A number of Quakers in Britain's American colonies had from the 1750s also begun to oppose slavery, calling on English Quakers to take action, and encourage their fellow citizens, including Quaker slave owners, to improve conditions for slaves, educate their slaves in Christianity, reading and writing, and gradually emancipate them.
An informal group of six Quakers had pioneered the British abolitionist movement in 1783 when the London Society of Friends' yearly meeting presented its petition against the slave trade to parliament, signed by over three hundred Quakers.
They had subsequently decided to form a small, committed, non-denominational group so as to gain greater Anglican and Parliamentary support.
The new, non-denominational committee formed in 1787 has nine Quaker members (who, as non-conformists, are debarred from standing for Parliament), and three Anglicans, whose support strengthens the committee's likelihood of influencing Parliament.
Nine of the twelve founding members of the Society for Effecting the Abolition of the Slave Trade are Quakers: John Barton; William Dillwyn; George Harrison; Samuel Hoare Jr; Joseph Hooper; John Lloyd; Joseph Woods Sr; James Phillips; and Richard Phillips.
Five of the Quakers had been among the informal group of six Quakers who had pioneered the movement in 1783 when the first petition against the slave trade was presented to parliament.
The tree Anglicans who co-found the committee are Thomas Clarkson, campaigner and author of an influential essay against the slave trade; Granville Sharp who, as a lawyer, had long been involved in the support and prosecution of cases on behalf of enslaved Africans; and Philip Sansom.
The Society for Effecting the Abolition of the Slave Trade (or the Society for the Abolition of the African Slave Trade) is on May 22, 1787, formed in London.
The mission of the Society is to inform the public of the inhuman and immoral treatment of enslaved Africans committed in the name of slavery, to campaign in favor of a new law to abolish the slave trade and enforce this on the high seas, and to establish areas in West Africa where Africans could live free of the risk of capture and sale into slavery.
It will pursue these proposals vigorously by writing and publishing antislavery books, abolitionist prints, posters and pamphlets, and organizing lecture tours in the towns and cities of England.

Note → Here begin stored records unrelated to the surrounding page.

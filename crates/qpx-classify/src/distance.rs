//! Per-invariant distance functions.
//!
//! A distance is selected by the pair `(InvariantKind, DistanceKind)`.
//! [`DistanceRegistry`] owns that table; the aggregator only ever looks a
//! function up, so a new distance is added by registering it here.
//!
//! | kind   | distance    | formula                              |
//! |--------|-------------|--------------------------------------|
//! | scalar | `absolute`  | `|a − b|`                            |
//! | vector | `euclidean` | `‖a − b‖₂`                           |
//! | vector | `frobenius` | `‖a − b‖_F` (flattened diagrams)     |
//! | vector | `cosine`    | `1 − a·b / (‖a‖‖b‖)`, clamped to ≥ 0 |

use qpx_core::{InvariantKind, InvariantValue, QpxError, QpxResult};
use serde::{Deserialize, Serialize};
use std::borrow::Cow;
use std::collections::HashMap;
use std::fmt;

// ---------------------------------------------------------------------------
// DistanceKind
// ---------------------------------------------------------------------------

/// Open, string-backed distance tag.
///
/// ```rust
/// use qpx_classify::distance::DistanceKind;
///
/// let kind: DistanceKind = serde_json::from_str("\"cosine\"").unwrap();
/// assert_eq!(kind, DistanceKind::COSINE);
/// assert_eq!(DistanceKind::new("wasserstein").as_str(), "wasserstein");
/// ```
#[derive(Debug, Clone, PartialEq, Eq, Hash, PartialOrd, Ord, Serialize, Deserialize)]
#[serde(transparent)]
pub struct DistanceKind(Cow<'static, str>);

impl DistanceKind {
    /// Absolute difference of two scalars.
    pub const ABSOLUTE: DistanceKind = DistanceKind(Cow::Borrowed("absolute"));
    /// Euclidean norm of the elementwise difference.
    pub const EUCLIDEAN: DistanceKind = DistanceKind(Cow::Borrowed("euclidean"));
    /// Frobenius norm of the difference of flattened arrays.
    pub const FROBENIUS: DistanceKind = DistanceKind(Cow::Borrowed("frobenius"));
    /// One minus cosine similarity.
    pub const COSINE: DistanceKind = DistanceKind(Cow::Borrowed("cosine"));

    /// A custom distance tag.
    pub fn new(name: impl Into<String>) -> Self {
        DistanceKind(Cow::Owned(name.into()))
    }

    /// Tag as a string slice.
    #[must_use]
    pub fn as_str(&self) -> &str {
        &self.0
    }
}

impl fmt::Display for DistanceKind {
    fn fmt(&self, f: &mut fmt::Formatter<'_>) -> fmt::Result {
        f.write_str(&self.0)
    }
}

impl From<&str> for DistanceKind {
    fn from(name: &str) -> Self {
        DistanceKind::new(name)
    }
}

// ---------------------------------------------------------------------------
// DistanceRegistry
// ---------------------------------------------------------------------------

/// Signature of a per-invariant distance. The first argument is the
/// invariant key, used for error reporting only.
pub type DistanceFn = fn(&str, &InvariantValue, &InvariantValue) -> QpxResult<f64>;

/// Table of legal `(InvariantKind, DistanceKind)` pairs.
#[derive(Clone, Default)]
pub struct DistanceRegistry {
    entries: HashMap<(InvariantKind, DistanceKind), DistanceFn>,
}

impl fmt::Debug for DistanceRegistry {
    fn fmt(&self, f: &mut fmt::Formatter<'_>) -> fmt::Result {
        f.debug_struct("DistanceRegistry").field("pairs", &self.pairs()).finish()
    }
}

impl DistanceRegistry {
    /// Empty registry.
    #[must_use]
    pub fn new() -> Self {
        Self::default()
    }

    /// Registry with the built-in distances.
    #[must_use]
    pub fn standard() -> Self {
        Self::new()
            .with(InvariantKind::Scalar, DistanceKind::ABSOLUTE, absolute)
            .with(InvariantKind::Vector, DistanceKind::EUCLIDEAN, euclidean)
            .with(InvariantKind::Vector, DistanceKind::FROBENIUS, frobenius)
            .with(InvariantKind::Vector, DistanceKind::COSINE, cosine)
    }

    /// Register `f` for `(kind, distance)`, returning any function it replaces.
    pub fn register(&mut self, kind: InvariantKind, distance: DistanceKind, f: DistanceFn) -> Option<DistanceFn> {
        self.entries.insert((kind, distance), f)
    }

    /// Builder form of [`register`](Self::register).
    #[must_use]
    pub fn with(mut self, kind: InvariantKind, distance: DistanceKind, f: DistanceFn) -> Self {
        self.register(kind, distance, f);
        self
    }

    /// Function registered for `(kind, distance)`.
    #[must_use]
    pub fn get(&self, kind: InvariantKind, distance: &DistanceKind) -> Option<DistanceFn> {
        self.entries.get(&(kind, distance.clone())).copied()
    }

    /// Returns `true` when `distance` is legal for `kind`.
    #[must_use]
    pub fn supports(&self, kind: InvariantKind, distance: &DistanceKind) -> bool {
        self.get(kind, distance).is_some()
    }

    /// Distances legal for `kind`, sorted by tag.
    #[must_use]
    pub fn distances_for(&self, kind: InvariantKind) -> Vec<DistanceKind> {
        let mut out: Vec<DistanceKind> =
            self.entries.keys().filter(|(k, _)| *k == kind).map(|(_, d)| d.clone()).collect();
        out.sort();
        out
    }

    /// Every registered pair, sorted.
    #[must_use]
    pub fn pairs(&self) -> Vec<(InvariantKind, DistanceKind)> {
        let mut out: Vec<_> = self.entries.keys().cloned().collect();
        out.sort();
        out
    }

    /// Evaluate `distance` between two values of invariant `key`.
    ///
    /// # Errors
    ///
    /// [`QpxError::MetricIncompatibility`] when the pair is not registered,
    /// otherwise whatever the distance function reports.
    pub fn evaluate(
        &self,
        key: &str,
        distance: &DistanceKind,
        a: &InvariantValue,
        b: &InvariantValue,
    ) -> QpxResult<f64> {
        let f = self.get(a.kind(), distance).ok_or_else(|| {
            QpxError::metric(key, format!("distance `{distance}` is not defined for {} invariants", a.kind()))
        })?;
        f(key, a, b)
    }
}

// ---------------------------------------------------------------------------
// Built-in distances
// ---------------------------------------------------------------------------

fn scalar_operands(key: &str, a: &InvariantValue, b: &InvariantValue) -> QpxResult<(f64, f64)> {
    match (a.as_scalar(), b.as_scalar()) {
        (Some(x), Some(y)) => Ok((x, y)),
        _ => Err(QpxError::metric(key, "scalar distance applied to a vector invariant")),
    }
}

fn vector_operands<'a>(
    key: &str,
    a: &'a InvariantValue,
    b: &'a InvariantValue,
) -> QpxResult<(&'a [f64], &'a [f64])> {
    let (x, y) = match (a.as_vector(), b.as_vector()) {
        (Some(x), Some(y)) => (x, y),
        _ => return Err(QpxError::metric(key, "vector distance applied to a scalar invariant")),
    };
    if x.len() != y.len() {
        return Err(QpxError::length_mismatch(key, x.len(), y.len()));
    }
    // Array1 built from Vec / from_shape are always contiguous; fall back to
    // an error rather than copying when a strided view sneaks in.
    match (x.as_slice(), y.as_slice()) {
        (Some(x), Some(y)) => Ok((x, y)),
        _ => Err(QpxError::metric(key, "vector invariant is not contiguous")),
    }
}

/// `|a − b|` for scalar invariants.
pub fn absolute(key: &str, a: &InvariantValue, b: &InvariantValue) -> QpxResult<f64> {
    let (x, y) = scalar_operands(key, a, b)?;
    Ok((x - y).abs())
}

/// `‖a − b‖₂` for equal-length vector invariants.
pub fn euclidean(key: &str, a: &InvariantValue, b: &InvariantValue) -> QpxResult<f64> {
    let (x, y) = vector_operands(key, a, b)?;
    Ok(squared_difference(x, y).sqrt())
}

/// Frobenius norm of the difference of two flattened arrays.
pub fn frobenius(key: &str, a: &InvariantValue, b: &InvariantValue) -> QpxResult<f64> {
    let (x, y) = vector_operands(key, a, b)?;
    Ok(squared_difference(x, y).sqrt())
}

/// `1 − cos θ`. Two zero vectors are identical (0); one zero vector is
/// orthogonal to everything (1).
pub fn cosine(key: &str, a: &InvariantValue, b: &InvariantValue) -> QpxResult<f64> {
    let (x, y) = vector_operands(key, a, b)?;
    if x == y {
        return Ok(0.0);
    }
    let mut dot = 0.0;
    let mut nx = 0.0;
    let mut ny = 0.0;
    for (p, q) in x.iter().zip(y) {
        dot += p * q;
        nx += p * p;
        ny += q * q;
    }
    match (nx == 0.0, ny == 0.0) {
        (true, true) => Ok(0.0),
        (true, false) | (false, true) => Ok(1.0),
        (false, false) => Ok((1.0 - dot / (nx * ny).sqrt()).max(0.0)),
    }
}

fn squared_difference(x: &[f64], y: &[f64]) -> f64 {
    x.iter().zip(y).map(|(p, q)| (p - q) * (p - q)).sum()
}

#[cfg(test)]
mod tests {
    use super::*;
    use approx::assert_relative_eq;
    use qpx_core::{DimensionError, InvariantValue};

    fn v(values: &[f64]) -> InvariantValue {
        InvariantValue::from(values.to_vec())
    }

    #[test]
    fn absolute_distance() {
        let d = absolute("gap", &InvariantValue::from(1.5), &InvariantValue::from(-0.5)).unwrap();
        assert_relative_eq!(d, 2.0);
    }

    #[test]
    fn euclidean_distance() {
        let d = euclidean("curve", &v(&[0.0, 0.0]), &v(&[3.0, 4.0])).unwrap();
        assert_relative_eq!(d, 5.0);
    }

    #[test]
    fn euclidean_rejects_length_mismatch() {
        let err = euclidean("curve", &v(&[0.0, 0.0]), &v(&[1.0])).unwrap_err();
        assert!(matches!(
            err,
            QpxError::Dimension(DimensionError::LengthMismatch { expected: 2, actual: 1, .. })
        ));
    }

    #[test]
    fn cosine_distance_and_zero_guards() {
        assert_relative_eq!(cosine("c", &v(&[1.0, 0.0]), &v(&[0.0, 2.0])).unwrap(), 1.0);
        assert_relative_eq!(cosine("c", &v(&[1.0, 1.0]), &v(&[2.0, 2.0])).unwrap(), 0.0, epsilon = 1e-12);
        assert_relative_eq!(cosine("c", &v(&[-1.0, 0.0]), &v(&[1.0, 0.0])).unwrap(), 2.0);
        assert_eq!(cosine("c", &v(&[0.0, 0.0]), &v(&[0.0, 0.0])).unwrap(), 0.0);
        assert_eq!(cosine("c", &v(&[0.0, 0.0]), &v(&[1.0, 0.0])).unwrap(), 1.0);
    }

    #[test]
    fn distances_are_symmetric() {
        let a = v(&[0.3, -1.7, 2.2]);
        let b = v(&[1.1, 0.4, -0.9]);
        for f in [euclidean as DistanceFn, frobenius, cosine] {
            assert_eq!(f("x", &a, &b).unwrap(), f("x", &b, &a).unwrap());
            assert_eq!(f("x", &a, &a).unwrap(), 0.0);
        }
    }

    #[test]
    fn standard_registry_pairs() {
        let registry = DistanceRegistry::standard();
        assert!(registry.supports(InvariantKind::Scalar, &DistanceKind::ABSOLUTE));
        assert!(!registry.supports(InvariantKind::Scalar, &DistanceKind::EUCLIDEAN));
        assert!(!registry.supports(InvariantKind::Vector, &DistanceKind::ABSOLUTE));
        assert_eq!(
            registry.distances_for(InvariantKind::Vector),
            vec![DistanceKind::COSINE, DistanceKind::EUCLIDEAN, DistanceKind::FROBENIUS]
        );
    }

    #[test]
    fn evaluate_rejects_unregistered_pair() {
        let registry = DistanceRegistry::standard();
        let err = registry
            .evaluate("gap", &DistanceKind::COSINE, &InvariantValue::from(1.0), &InvariantValue::from(2.0))
            .unwrap_err();
        assert!(matches!(err, QpxError::MetricIncompatibility { .. }));
    }

    #[test]
    fn custom_distance_can_be_registered() {
        fn chebyshev(key: &str, a: &InvariantValue, b: &InvariantValue) -> QpxResult<f64> {
            let (x, y) = vector_operands(key, a, b)?;
            Ok(x.iter().zip(y).map(|(p, q)| (p - q).abs()).fold(0.0, f64::max))
        }
        let linf = DistanceKind::new("chebyshev");
        let registry = DistanceRegistry::standard().with(InvariantKind::Vector, linf.clone(), chebyshev);
        let d = registry.evaluate("curve", &linf, &v(&[0.0, 5.0]), &v(&[1.0, 2.0])).unwrap();
        assert_relative_eq!(d, 3.0);
    }
}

Petitions are presented to the House of Commons, antislavery rallies held, and a range of antislavery medallions, crockery and bronze figurines are made, notably with the support of the Unitarian Josiah Wedgwood, whose production of pottery medallions featuring a slave in chains with the simple but effective question: Am I not a man and a brother? is very effective in bringing public attention to abolition.
The Wedgwood medallion is the most famous image of a black person in all of eighteenth-century art.

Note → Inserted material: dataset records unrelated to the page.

//! QPX CLI
//!
//! Command-line interface for classifying quasi-particle excitations from
//! their topological feature bundles.
//!
//! # Features
//!
//! - **classify**: Cluster a JSON batch of feature bundles under a metric
//! - **registry**: Show the invariant schema and the supported distances
//! - **version**: Display version information
//!
//! # Usage
//!
//! ```bash
//! # Classify a batch with 4 clusters and 8 neighbours
//! qpx classify features.json --metric metric.json -n 4 -k 8
//!
//! # Reproduce a run from a saved configuration and write the result
//! qpx classify features.json -m metric.json -c run.json -o result.json
//!
//! # Inspect the invariant schema
//! qpx registry --format json
//! ```

use clap::{Parser, Subcommand, ValueEnum};

pub mod classify;
pub mod registry;

/// QPX Command Line Interface
#[derive(Parser, Debug)]
#[command(name = "qpx")]
#[command(author, version, about = "Unsupervised classification of quasi-particle excitations")]
#[command(propagate_version = true)]
pub struct Cli {
    /// Command to execute
    #[command(subcommand)]
    pub command: Commands,
}

/// Top-level commands
#[derive(Subcommand, Debug)]
pub enum Commands {
    /// Classify a batch of feature bundles
    Classify(classify::ClassifyArgs),

    /// Show the invariant schema and distance table
    Registry(registry::RegistryArgs),

    /// Display version information
    Version,
}

/// Output format
#[derive(ValueEnum, Clone, Copy, Debug, Default, PartialEq, Eq)]
pub enum OutputFormat {
    /// Pretty table output
    #[default]
    Table,
    /// JSON output
    Json,
}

Thomas Clarkson writes; "ladies wore them in bracelets, and others had them fitted up in an ornamental manner as pins for their hair. At length the taste for wearing them became general, and thus fashion, which usually confines itself to worthless things, was seen for once in the honourable office of promoting the cause of justice, humanity and freedom".
By informing the public, the Committee for the Abolition of the Slave Trade gained many members.
Public interest is generated immediately after the Committee forms in 1787 by Clarkson's tour of the great ports and cities of England.
Am I Not A Man And A Brother? Medallion created as part of anti-slavery campaign by Josiah Wedgwood, 1787
Locations
People
Groups
- Friends, Religious Society of (Quakers)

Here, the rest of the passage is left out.